Extracted data below:

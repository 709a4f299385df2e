use std::fmt;
use std::time::{Duration, SystemTime, UNIX_EPOCH};

use serde_json::{Map, Value};

use crate::Error;

// `expires` values above ten years' worth of seconds are absolute timestamps;
// anything smaller is a lifetime relative to the response.
const EXPIRES_TIMESTAMP_THRESHOLD: u64 = 10 * 365 * 24 * 60 * 60;

/// Access token issued by the token endpoint.
///
/// Immutable once built. `values` keeps every provider field that is not
/// modelled explicitly (`token_type`, `scope`, ...).
#[derive(Debug, Clone, PartialEq)]
pub struct AccessToken {
    token: String,
    refresh_token: Option<String>,
    expires_at: Option<SystemTime>,
    values: Map<String, Value>,
}

impl AccessToken {
    /// Build a token from a decoded token-endpoint response received now.
    pub fn from_response(data: Value) -> Result<Self, Error> {
        Self::from_response_at(data, SystemTime::now())
    }

    pub(crate) fn from_response_at(data: Value, received_at: SystemTime) -> Result<Self, Error> {
        let Value::Object(mut values) = data else {
            return Err(Error::MissingField {
                field: "access_token",
            });
        };

        let token = match values.remove("access_token") {
            Some(Value::String(token)) if !token.is_empty() => token,
            _ => {
                return Err(Error::MissingField {
                    field: "access_token",
                });
            }
        };

        let refresh_token = match values.remove("refresh_token") {
            None | Some(Value::Null) => None,
            Some(Value::String(token)) => Some(token),
            Some(_) => {
                return Err(Error::MissingField {
                    field: "refresh_token",
                });
            }
        };

        let expires_in = values
            .remove("expires_in")
            .map(|v| seconds(&v).ok_or(Error::MissingField { field: "expires_in" }))
            .transpose()?;
        let expires = values
            .remove("expires")
            .map(|v| seconds(&v).ok_or(Error::MissingField { field: "expires" }))
            .transpose()?;

        let expires_at = match (expires_in, expires) {
            (Some(lifetime), _) => Some(
                received_at
                    .checked_add(Duration::from_secs(lifetime))
                    .ok_or(Error::MissingField { field: "expires_in" })?,
            ),
            (None, Some(at)) => {
                let base = if at > EXPIRES_TIMESTAMP_THRESHOLD {
                    UNIX_EPOCH
                } else {
                    received_at
                };
                Some(
                    base.checked_add(Duration::from_secs(at))
                        .ok_or(Error::MissingField { field: "expires" })?,
                )
            }
            (None, None) => None,
        };

        values.remove("resource_owner_id");

        Ok(Self {
            token,
            refresh_token,
            expires_at,
            values,
        })
    }

    pub fn access_token(&self) -> &str {
        &self.token
    }

    pub fn refresh_token(&self) -> Option<&str> {
        self.refresh_token.as_deref()
    }

    pub fn expires_at(&self) -> Option<SystemTime> {
        self.expires_at
    }

    /// Whether the token's expiry lies in the past; `None` when the
    /// provider sent no expiry.
    pub fn has_expired(&self) -> Option<bool> {
        self.expires_at.map(|at| at <= SystemTime::now())
    }

    pub fn token_type(&self) -> Option<&str> {
        self.values.get("token_type").and_then(Value::as_str)
    }

    /// Provider fields not modelled explicitly.
    pub fn values(&self) -> &Map<String, Value> {
        &self.values
    }

    /// Serialize for host-side storage. `expires` is written as a unix
    /// timestamp, which [`AccessToken::from_response`] reads back.
    pub fn to_json(&self) -> Value {
        let mut data = self.values.clone();
        data.insert("access_token".into(), Value::String(self.token.clone()));
        if let Some(ref refresh_token) = self.refresh_token {
            data.insert("refresh_token".into(), Value::String(refresh_token.clone()));
        }
        if let Some(at) = self.expires_at.and_then(|at| at.duration_since(UNIX_EPOCH).ok()) {
            data.insert("expires".into(), Value::from(at.as_secs()));
        }
        Value::Object(data)
    }
}

impl fmt::Display for AccessToken {
    fn fmt(&self, f: &mut fmt::Formatter<'_>) -> fmt::Result {
        f.write_str(&self.token)
    }
}

fn seconds(value: &Value) -> Option<u64> {
    match value {
        Value::Number(n) => n.as_u64(),
        Value::String(s) => s.trim().parse().ok(),
        _ => None,
    }
}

End of Extracted data.

> [Task instructions]
Write out the records in full, exactly as they appear above.

> [Answer box]
repository 709a4f299385df2e
use std::fmt;
use std::time::{Duration, SystemTime, UNIX_EPOCH};

use serde_json::{Map, Value};

use crate::Error;

// `expires` values above ten years' worth of seconds are absolute timestamps;
// anything smaller is a lifetime relative to the response.
const EXPIRES_TIMESTAMP_THRESHOLD: u64 = 10 * 365 * 24 * 60 * 60;

/// Access token issued by the token endpoint.
///
/// Immutable once built. `values` keeps every provider field that is not
/// modelled explicitly (`token_type`, `scope`, ...).
#[derive(Debug, Clone, PartialEq)]
pub struct AccessToken {
    token: String,
    refresh_token: Option<String>,
    expires_at: Option<SystemTime>,
    values: Map<String, Value>,
}

impl AccessToken {
    /// Build a token from a decoded token-endpoint response received now.
    pub fn from_response(data: Value) -> Result<Self, Error> {
        Self::from_response_at(data, SystemTime::now())
    }

    pub(crate) fn from_response_at(data: Value, received_at: SystemTime) -> Result<Self, Error> {
        let Value::Object(mut values) = data else {
            return Err(Error::MissingField {
                field: "access_token",
            });
        };

        let token = match values.remove("access_token") {
            Some(Value::String(token)) if !token.is_empty() => token,
            _ => {
                return Err(Error::MissingField {
                    field: "access_token",
                });
            }
        };

        let refresh_token = match values.remove("refresh_token") {
            None | Some(Value::Null) => None,
            Some(Value::String(token)) => Some(token),
            Some(_) => {
                return Err(Error::MissingField {
                    field: "refresh_token",
                });
            }
        };

        let expires_in = values
            .remove("expires_in")
            .map(|v| seconds(&v).ok_or(Error::MissingField { field: "expires_in" }))
            .transpose()?;
        let expires = values
            .remove("expires")
            .map(|v| seconds(&v).ok_or(Error::MissingField { field: "expires" }))
            .transpose()?;

        let expires_at = match (expires_in, expires) {
            (Some(lifetime), _) => Some(
                received_at
                    .checked_add(Duration::from_secs(lifetime))
                    .ok_or(Error::MissingField { field: "expires_in" })?,
            ),
            (None, Some(at)) => {
                let base = if at > EXPIRES_TIMESTAMP_THRESHOLD {
                    UNIX_EPOCH
                } else {
                    received_at
                };
                Some(
                    base.checked_add(Duration::from_secs(at))
                        .ok_or(Error::MissingField { field: "expires" })?,
                )
            }
            (None, None) => None,
        };

        values.remove("resource_owner_id");

        Ok(Self {
            token,
            refresh_token,
            expires_at,
            values,
        })
    }

    pub fn access_token(&self) -> &str {
        &self.token
    }

    pub fn refresh_token(&self) -> Option<&str> {
        self.refresh_token.as_deref()
    }

    pub fn expires_at(&self) -> Option<SystemTime> {
        self.expires_at
    }

    /// Whether the token's expiry lies in the past; `None` when the
    /// provider sent no expiry.
    pub fn has_expired(&self) -> Option<bool> {
        self.expires_at.map(|at| at <= SystemTime::now())
    }

    pub fn token_type(&self) -> Option<&str> {
        self.values.get("token_type").and_then(Value::as_str)
    }

    /// Provider fields not modelled explicitly.
    pub fn values(&self) -> &Map<String, Value> {
        &self.values
    }

    /// Serialize for host-side storage. `expires` is written as a unix
    /// timestamp, which [`AccessToken::from_response`] reads back.
    pub fn to_json(&self) -> Value {
        let mut data = self.values.clone();
        data.insert("access_token".into(), Value::String(self.token.clone()));
        if let Some(ref refresh_token) = self.refresh_token {
            data.insert("refresh_token".into(), Value::String(refresh_token.clone()));
        }
        if let Some(at) = self.expires_at.and_then(|at| at.duration_since(UNIX_EPOCH).ok()) {
            data.insert("expires".into(), Value::from(at.as_secs()));
        }
        Value::Object(data)
    }
}

impl fmt::Display for AccessToken {
    fn fmt(&self, f: &mut fmt::Formatter<'_>) -> fmt::Result {
        f.write_str(&self.token)
    }
}

fn seconds(value: &Value) -> Option<u64> {
    match value {
        Value::Number(n) => n.as_u64(),
        Value::String(s) => s.trim().parse().ok(),
        _ => None,
    }
}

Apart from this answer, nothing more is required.